According to the annual report, the Boston marketing area "seems to be the hotbed for testing" of grocery home-delivery systems, with the potential to become a $700 million market. The company said sales of its Hannaford's HomeRuns are running at approximately $250,000 a week, or $13 million a year.

Hannaford predicted that the national market for home delivery could exceed $50 billion in the next two to four years, "and we believe our experimentation in Boston positions us well to catch that wave," the report said.

Hannaford began its HomeRuns program in 1996, "and it is still a small local business," the annual report noted. However, the company said it is a business Hannaford controls from start to finish since moving into a new 135,000-square-foot distribution facility in Somerville, Mass., last year.

That facility includes a new order-entry, item-picking and routing system -- "a software solution built from the ground up for our business instead of cobbling together packaged systems as we had in the past," the report noted.

Regarding the chain's new emphasis on marketing, the report explained that Hannaford has been shifting from a retailing to a marketing company over the past two years in order to better understand the individual needs and wants of its customers.

"Where once it was a successful strategy to understand and appeal to the growing mass market, the clarion call of the next decade may well be understanding individuals and finding the common ground on which to serve them," Farrington wrote in the report.

Hannaford said that in 1998 it enhanced its marketing department -- begun in 1997 -- by hiring people from various packaged-goods manufacturing companies "to focus our marketing thinking in a different way than we were used to as retailers, with more emphasis on strategic marketing discipline."

The company said the increased emphasis on marketing has resulted in an increase in spending on advertising and promotion and more research to develop a better understanding of current and potential customers and their true needs and wants.

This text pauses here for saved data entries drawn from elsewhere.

//! Root Domain Map
//!
//! The equivalence relation "these two root iteration domains denote the
//! same loop", built as a fixed point over pairwise producer-consumer
//! relationships across the whole fusion.
//!
//! Broadcast domains are tracked per concretization: a broadcast axis
//! acquires the concrete axes it maps to downstream, and equivalence
//! queries on a broadcast fan out over its concretized keys. A broadcast
//! that never meets a concrete partner names itself as its concrete id.
//!
//! Before two candidate domains commit to one equivalence class the builder
//! checks that (a) no two distinct domains of the same tensor would
//! collide, and (b) no reduction output would end up mapped to an unrelated
//! consumer axis, which would require recomputing the reduction.

use std::collections::{BTreeMap, BTreeSet, HashMap};
use std::fmt;
use std::hash::Hash;

use thiserror::Error;

use crate::ir::{ExprKind, Fusion, ValId};

/// Mapping errors surfaced by root-domain-map queries.
#[derive(Error, Debug, Clone, PartialEq, Eq)]
pub enum MappingError {
    /// Mapping this domain would require recomputing its source tensor
    #[error("root domain {id} of tensor domain {td} cannot be mapped without recomputation")]
    Unmappable { td: ValId, id: ValId },

    /// The two tensors are not a producer-consumer pair
    #[error("tensors {producer} and {consumer} are not a producer-consumer pair")]
    NotProducerConsumer { producer: ValId, consumer: ValId },
}

// ----------------------------------------------------------------------
// Disjoint set
// ----------------------------------------------------------------------

/// A simple union-find over hashable keys. Queries work on `&self`; join
/// trees stay shallow for the workloads here, so no path compression.
#[derive(Debug, Clone)]
pub struct DisjointSet<T: Clone + Eq + Hash> {
    parent: HashMap<T, T>,
}

impl<T: Clone + Eq + Hash> Default for DisjointSet<T> {
    fn default() -> Self {
        DisjointSet { parent: HashMap::new() }
    }
}

impl<T: Clone + Eq + Hash> DisjointSet<T> {
    pub fn new() -> Self {
        Self::default()
    }

    pub fn clear(&mut self) {
        self.parent.clear();
    }

    fn find(&self, x: &T) -> T {
        let mut cur = x.clone();
        while let Some(next) = self.parent.get(&cur) {
            if *next == cur {
                break;
            }
            cur = next.clone();
        }
        cur
    }

    pub fn join(&mut self, a: &T, b: &T) {
        self.parent.entry(a.clone()).or_insert_with(|| a.clone());
        self.parent.entry(b.clone()).or_insert_with(|| b.clone());
        let ra = self.find(a);
        let rb = self.find(b);
        if ra != rb {
            self.parent.insert(ra, rb);
        }
    }

    pub fn are_equivalent(&self, a: &T, b: &T) -> bool {
        self.find(a) == self.find(b)
    }

    pub fn all_elements(&self) -> Vec<T> {
        self.parent.keys().cloned().collect()
    }
}

// ----------------------------------------------------------------------
// Domain keys
// ----------------------------------------------------------------------

/// A (TensorDomain, IterDomain) pair, optionally refined by the concrete
/// domain a broadcast axis is viewed through.
#[derive(Debug, Clone, Copy, PartialEq, Eq, Hash, PartialOrd, Ord)]
pub struct DomainKey {
    pub td: ValId,
    pub id: ValId,
    pub concrete_id: Option<ValId>,
}

impl DomainKey {
    pub fn new(td: ValId, id: ValId) -> Self {
        DomainKey { td, id, concrete_id: None }
    }

    pub fn with_concrete(td: ValId, id: ValId, concrete_id: ValId) -> Self {
        DomainKey { td, id, concrete_id: Some(concrete_id) }
    }
}

impl fmt::Display for DomainKey {
    fn fmt(&self, f: &mut fmt::Formatter<'_>) -> fmt::Result {
        match self.concrete_id {
            Some(c) => write!(f, "{{{}, {} ({})}}", self.td, self.id, c),
            None => write!(f, "{{{}, {}}}", self.td, self.id),
        }
    }
}

type DomainKeySet = BTreeSet<DomainKey>;

// ----------------------------------------------------------------------
// Pairwise map
// ----------------------------------------------------------------------

/// Positional root mapping between a direct producer-consumer pair.
///
/// Producer reduction axes are skipped (a consumer never sees them); new
/// consumer broadcast axes (per the broadcast op's flag mask) have no
/// producer counterpart.
#[derive(Debug, Clone)]
pub struct PairwiseRootDomainMap {
    producer_tv: ValId,
    consumer_tv: ValId,
    broadcast_flags: Vec<bool>,
}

"The approach in 1998 has not been to create a one-size-fits-all marketing approach but rather to 'focus like a laser beam' on individual marketing," the report explained.

The report said the marketing department sought to educate the whole company during 1998 to speak the language of marketing and to commit to the consumer "by starting to look at the business not only from the inside out but from the outside in."

The action plans that have evolved from that process "will be fielded in a variety of markets to test their sales-building potential," the report said.

To use information technology to spur marketing, the company said, it has developed an in-house Strategic Information Process, or SIP, that's been rolled out to all stores to enable them to focus on sales to customers rather than inventory coming into the stores.

"To make the leap into the next century, we need timely information that SIP will provide," the report said. "This information will be integrated throughout the company so that we can easily see how an action in one part of our operation affects all the other parts."

Regarding food safety, the annual report said Hannaford sharpened its focus in 1998 by educating all managers and associates, instituting new controls and verifying that all food-safety procedures are followed.

It said the chain began doing its own internal health inspections by requiring all store managers to pass the National Restaurant Association's ServSafe food-safety program. It also developed an educational CD-ROM program to teach the basics of food safety to all food handlers, requiring them to pass the course with 100% accuracy and to re-take the test with similar results annually.